Traditionally when we built services that were used by one person at a time with no interactions with other people, there was a significant need to specifically label every link, title, and button. Develop wizard workflows, provide help, support, ext.

Few examples are online invoicing or project management systems, etc. These services often did a specific task and didn't change as much over time. In fact every change is very costly in such systems and there is often a classical product development by design in place.

Social Web has differences. First of all it changes and evolves at a much more rapid pace. Any strategy or design that slows down that process is a bad business and architectural decision. A good example is when facebook experienced the twitter effect and since then their story feeds, profiles pages, etc. were becoming more and more generic, however their primary goal is still keeping friends and family members informed about each other and whatever that will come out of that ... ie. social search!

As for the average user goes, within a social web they rely on their leaders and influential people to learn how to use the service. Leaders are the people who GET what the technology is all about and constantly find new ways to use it, then this knowledge is passively passed to the average users who follow them. In a social web environment software has to stay as generic as possible in order to be able to change in as little time as possible. It is about the survival of the fittest in a system that is developed by evolution.

To give you another example: many concepts such as RT, @username, or #hashtag were invented by the influential twitter users, then their followers learned how to user those concepts, and then twitter developers built those as features into the system.

If you look at the early days of services such as flickr, facebook, twitter they all build their first several million users undermining all kinds of principals that every classical product designer would have disagreed with. They also lacked many features. The early adopters played the role of influential leaders on those social networks and as people improvised all kinds of new ways to use these generic systems, the developers picked on the most commonly used patterns and built them as features into the system. That is how they remained resourceful and did not invest in building features based on assumptions.

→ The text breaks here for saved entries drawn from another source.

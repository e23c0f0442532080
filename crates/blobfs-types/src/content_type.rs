//! Content-type tags and their compact filename encoding.
//!
//! Every stored file name starts with a fixed two-character prefix that
//! encodes the blob's [`ContentType`] ordinal in the web-safe base-64
//! alphabet: `ALPHABET[n / 64]` followed by `ALPHABET[n % 64]`. Stream is
//! therefore `AA`, plain `AB`, json `AD`.
//!
//! Decoding is total: anything that is not a known prefix yields `None`, so
//! callers scanning a directory can skip bad entries without unwinding.

use std::fmt;
use std::str::FromStr;

use serde::{Deserialize, Deserializer, Serialize, Serializer};

use crate::error::{BlobError, BlobResult};

/// Web-safe base-64 alphabet used for filename prefixes.
const ALPHABET: &[u8; 64] = b"ABCDEFGHIJKLMNOPQRSTUVWXYZabcdefghijklmnopqrstuvwxyz0123456789-_";

/// Width of the encoded type prefix in every stored file name.
pub const PREFIX_LEN: usize = 2;

/// Supported blob content types.
///
/// The discriminant is the ordinal persisted on disk; reordering variants
/// would reinterpret every stored file.
#[derive(Clone, Copy, Debug, PartialEq, Eq, Hash, PartialOrd, Ord)]
#[repr(u16)]
pub enum ContentType {
    Stream = 0,
    Plain = 1,
    Html = 2,
    Json = 3,
    Css = 4,
    Javascript = 5,
    Mp3 = 6,
    Ogg = 7,
    Jpeg = 8,
    Png = 9,
    Gif = 10,
    Mp4 = 11,
    Webm = 12,
    Mkv = 13,
}

impl ContentType {
    /// Every content type, in ordinal order.
    pub const ALL: [ContentType; 14] = [
        Self::Stream,
        Self::Plain,
        Self::Html,
        Self::Json,
        Self::Css,
        Self::Javascript,
        Self::Mp3,
        Self::Ogg,
        Self::Jpeg,
        Self::Png,
        Self::Gif,
        Self::Mp4,
        Self::Webm,
        Self::Mkv,
    ];

    /// The persisted ordinal.
    pub fn ordinal(self) -> u16 {
        self as u16
    }

    /// Look up a content type by ordinal.
    pub fn from_ordinal(n: u16) -> Option<Self> {
        Self::ALL.get(usize::from(n)).copied()
    }

    /// Canonical MIME string.
    pub fn mime(self) -> &'static str {
        match self {
            Self::Stream => "application/octet-stream",
            Self::Plain => "text/plain",
            Self::Html => "text/html",
            Self::Json => "application/json",
            Self::Css => "text/css",
            Self::Javascript => "text/javascript",
            Self::Mp3 => "audio/mp3",
            Self::Ogg => "audio/ogg",
            Self::Jpeg => "image/jpeg",
            Self::Png => "image/png",
            Self::Gif => "image/gif",
            Self::Mp4 => "video/mp4",
            Self::Webm => "video/webm",
            Self::Mkv => "video/mkv",
        }
    }

    /// Parse a MIME string.
    ///
    /// Parameters such as `; charset=utf-8` and surrounding whitespace are
    /// ignored and the comparison is ASCII case-insensitive. Returns `None`
    /// for anything outside the supported set.
    pub fn from_mime(mime: &str) -> Option<Self> {
        let essence = mime.split(';').next().unwrap_or_default().trim();
        Self::ALL
            .iter()
            .copied()
            .find(|ct| ct.mime().eq_ignore_ascii_case(essence))
    }

    /// Parse a MIME string, defaulting to [`ContentType::Stream`].
    pub fn from_mime_or_stream(mime: &str) -> Self {
        Self::from_mime(mime).unwrap_or(Self::Stream)
    }

    /// Encode this type as its two-character filename prefix.
    pub fn encode(self) -> [u8; PREFIX_LEN] {
        let n = usize::from(self.ordinal());
        [ALPHABET[n / 64], ALPHABET[n % 64]]
    }

    /// The filename prefix as a `String`.
    pub fn prefix(self) -> String {
        let [hi, lo] = self.encode();
        let mut s = String::with_capacity(PREFIX_LEN);
        s.push(char::from(hi));
        s.push(char::from(lo));
        s
    }

    /// Decode the leading [`PREFIX_LEN`] characters of `name`.
    ///
    /// Returns `None` if `name` is too short, contains characters outside
    /// the alphabet, or names an ordinal with no content type.
    pub fn decode(name: &str) -> Option<Self> {
        let bytes = name.as_bytes();
        if bytes.len() < PREFIX_LEN {
            return None;
        }
        let hi = alphabet_index(bytes[0])?;
        let lo = alphabet_index(bytes[1])?;
        Self::from_ordinal(hi * 64 + lo)
    }
}

fn alphabet_index(byte: u8) -> Option<u16> {
    ALPHABET.iter().position(|&c| c == byte).map(|i| i as u16)
}

impl fmt::Display for ContentType {
    fn fmt(&self, f: &mut fmt::Formatter<'_>) -> fmt::Result {
        f.write_str(self.mime())
    }
}

impl FromStr for ContentType {
    type Err = BlobError;

    fn from_str(s: &str) -> BlobResult<Self> {
        Self::from_mime(s).ok_or_else(|| BlobError::UnsupportedContentType(s.to_string()))
    }
}

impl Serialize for ContentType {
    fn serialize<S: Serializer>(&self, serializer: S) -> Result<S::Ok, S::Error> {
        serializer.serialize_str(self.mime())
    }
}

impl<'de> Deserialize<'de> for ContentType {
    fn deserialize<D: Deserializer<'de>>(deserializer: D) -> Result<Self, D::Error> {
        let s = String::deserialize(deserializer)?;
        Self::from_mime(&s)
            .ok_or_else(|| serde::de::Error::custom(format!("unsupported content type: {s}")))
    }
}

/// How an incoming MIME string outside the supported set is handled.
#[derive(Clone, Copy, Debug, Default, PartialEq, Eq, Serialize, Deserialize)]
#[serde(rename_all = "snake_case")]
pub enum MimePolicy {
    /// Reject with [`BlobError::UnsupportedContentType`].
    #[default]
    Strict,
    /// Store as [`ContentType::Stream`].
    Permissive,
}

impl MimePolicy {
    /// Resolve a MIME string under this policy.
    pub fn resolve(self, mime: &str) -> BlobResult<ContentType> {
        match self {
            Self::Strict => mime.parse(),
            Self::Permissive => Ok(ContentType::from_mime_or_stream(mime)),
        }
    }
}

When you are building systems that are used by isolated users, it is very important to specifically label everything and provide all kinds of clues and cues to help the average user. On a social web, it is important to seed the community with the influential leaders first so the average users have a foundation to rely on. Even today many people still dont' understand what facebook or twitter are all about, but they still manage to use those services by following and learning from their friends and leaders.

Starting and seeding a social network with the average users is a bad idea, because there will be no leadership pulses in the community to help them self organize and adopt your services.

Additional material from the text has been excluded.